Since the beginning of 1974, the role of constitutional and party institutions has disappeared, and the role of the president remains. He is the president, he is the legislative authority, he is the executive authority, and he is the head of security who imprisons and who releases the prisoner. An anomalous situation arose in the country. Everyone was criticizing those conditions in closed rooms and they were praising the president in public, and this was the case. The phenomenon expresses the state of fear that existed in the party, the state, and at all levels
At that stage, the role of the security services advanced, and all party and governmental institutions lost their role assigned to them in the constitution, the law, or in their internal regulations.

The regime's behavior of isolation, exclusion and discrimination has led to the growth of situations that have shaken national unity, such as sectarianism and the Kurdish problem

At that stage, the competent people declined, and the opportunists, hypocrites, and applauds advanced

One of the dangerous and prominent matters that constituted a black hole in the history of the regime was President Hafez al-Assad’s attempt to transgress national and partisan values ​​by working to pass on the presidency of the state to one of his sons.
After the death of President Hafez al-Assad and the assumption of power by his son, some Syrians hoped that the newcomer to the presidency would be more open and willing to develop the country, modernize it, and reform its corrupt conditions.

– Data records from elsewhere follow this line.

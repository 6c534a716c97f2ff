use crate::Float;

/// Per-precision constants for comparing floating point numbers.
pub(crate) trait FloatExt {
    /// The scale applied before rounding away noise. Powers of ten keep a
    /// fixed number of decimal digits.
    const ROUNDING_FACTOR: Self;

    /// The relative error tolerated in results of chained computations.
    /// Quantities below it, such as the cosine of a nearly vertical angle,
    /// count as zero.
    const TOLERANCE: Self;
}

impl FloatExt for f64 {
    const ROUNDING_FACTOR: f64 = 1e9;
    const TOLERANCE: f64 = 1e-9;
}

impl FloatExt for f32 {
    const ROUNDING_FACTOR: f32 = 1e4;
    const TOLERANCE: f32 = 1e-4;
}

/// Determine whether two numbers agree within [`FloatExt::TOLERANCE`],
/// relative to the larger magnitude but no less than absolutely.
#[cfg(test)]
pub(crate) fn is_close(left: Float, right: Float) -> bool {
    let scale = left.abs().max(right.abs()).max(1.0);
    (left - right).abs() <= <Float as FloatExt>::TOLERANCE * scale
}

// --------------------------------------------------------------------------------------------------------------------

/// A compensated running sum with a count.
///
/// Adding many scores or distances of mixed magnitude with plain `+` loses
/// the small ones. The accumulator tracks the lost low-order bits separately,
/// following [Neumaier's variant of Kahan
/// summation](https://en.wikipedia.org/wiki/Kahan_summation_algorithm), so
/// that means come out the same regardless of summation order.
#[derive(Debug, Default)]
pub(crate) struct Accumulator {
    sum: Float,
    compensation: Float,
    count: usize,
}

impl Accumulator {
    /// Get the sum including the compensation.
    #[inline]
    pub fn total(&self) -> Float {
        self.sum + self.compensation
    }

    /// Get the number of accumulated values.
    #[inline]
    pub fn count(&self) -> usize {
        self.count
    }

    /// Get the arithmetic mean or zero if nothing has been accumulated.
    pub fn mean(&self) -> Float {
        if self.count == 0 {
            0.0
        } else {
            self.total() / self.count as Float
        }
    }
}

impl std::ops::Add<Float> for Accumulator {
    type Output = Self;

    /// Consume the accumulator and return it with the value added, as
    /// [`Iterator::fold`] expects.
    fn add(mut self, value: Float) -> Self::Output {
        self += value;
        self
    }
}

impl std::ops::AddAssign<Float> for Accumulator {
    fn add_assign(&mut self, value: Float) {
        let next = self.sum + value;
        let (large, small) = if self.sum.abs() >= value.abs() {
            (self.sum, value)
        } else {
            (value, self.sum)
        };
        self.compensation += (large - next) + small;
        self.sum = next;
        self.count += 1;
    }
}

impl std::iter::FromIterator<Float> for Accumulator {
    fn from_iter<I: IntoIterator<Item = Float>>(iter: I) -> Self {
        iter.into_iter().fold(Accumulator::default(), |acc, n| acc + n)
    }
}

#[cfg(test)]
mod test {
    use super::Accumulator;
    use crate::Float;

    #[test]
    fn test_accumulator() {
        let values: [Float; 4] = [1.0, 1e30, 1.0, -1e30];
        let naive: Float = values.iter().sum();
        let acc: Accumulator = values.into_iter().collect();

        assert_eq!(naive, 0.0);
        assert_eq!(acc.total(), 2.0);
        assert_eq!(acc.count(), 4);
        assert_eq!(acc.mean(), 0.5);
    }

    #[test]
    fn test_is_close() {
        assert!(super::is_close(1.0, 1.0));
        assert!(super::is_close(1e6, 1e6 * (1.0 + 1e-12)));
        assert!(!super::is_close(1.0, 1.001));
        assert!(!super::is_close(0.0, 1e-3));
    }

    #[test]
    fn test_empty_mean() {
        assert_eq!(Accumulator::default().mean(), 0.0);
    }
}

Not even a year had passed before the conviction began to take hold that development, reform, and modernization were things that were not on the mind of the new president. .

The only notable development he made was to transform corruption into an institution composed of members of the ruling family and its agents, and this new segment was transformed into an economic force through its control over the country’s wealth, resources, and economic institutions.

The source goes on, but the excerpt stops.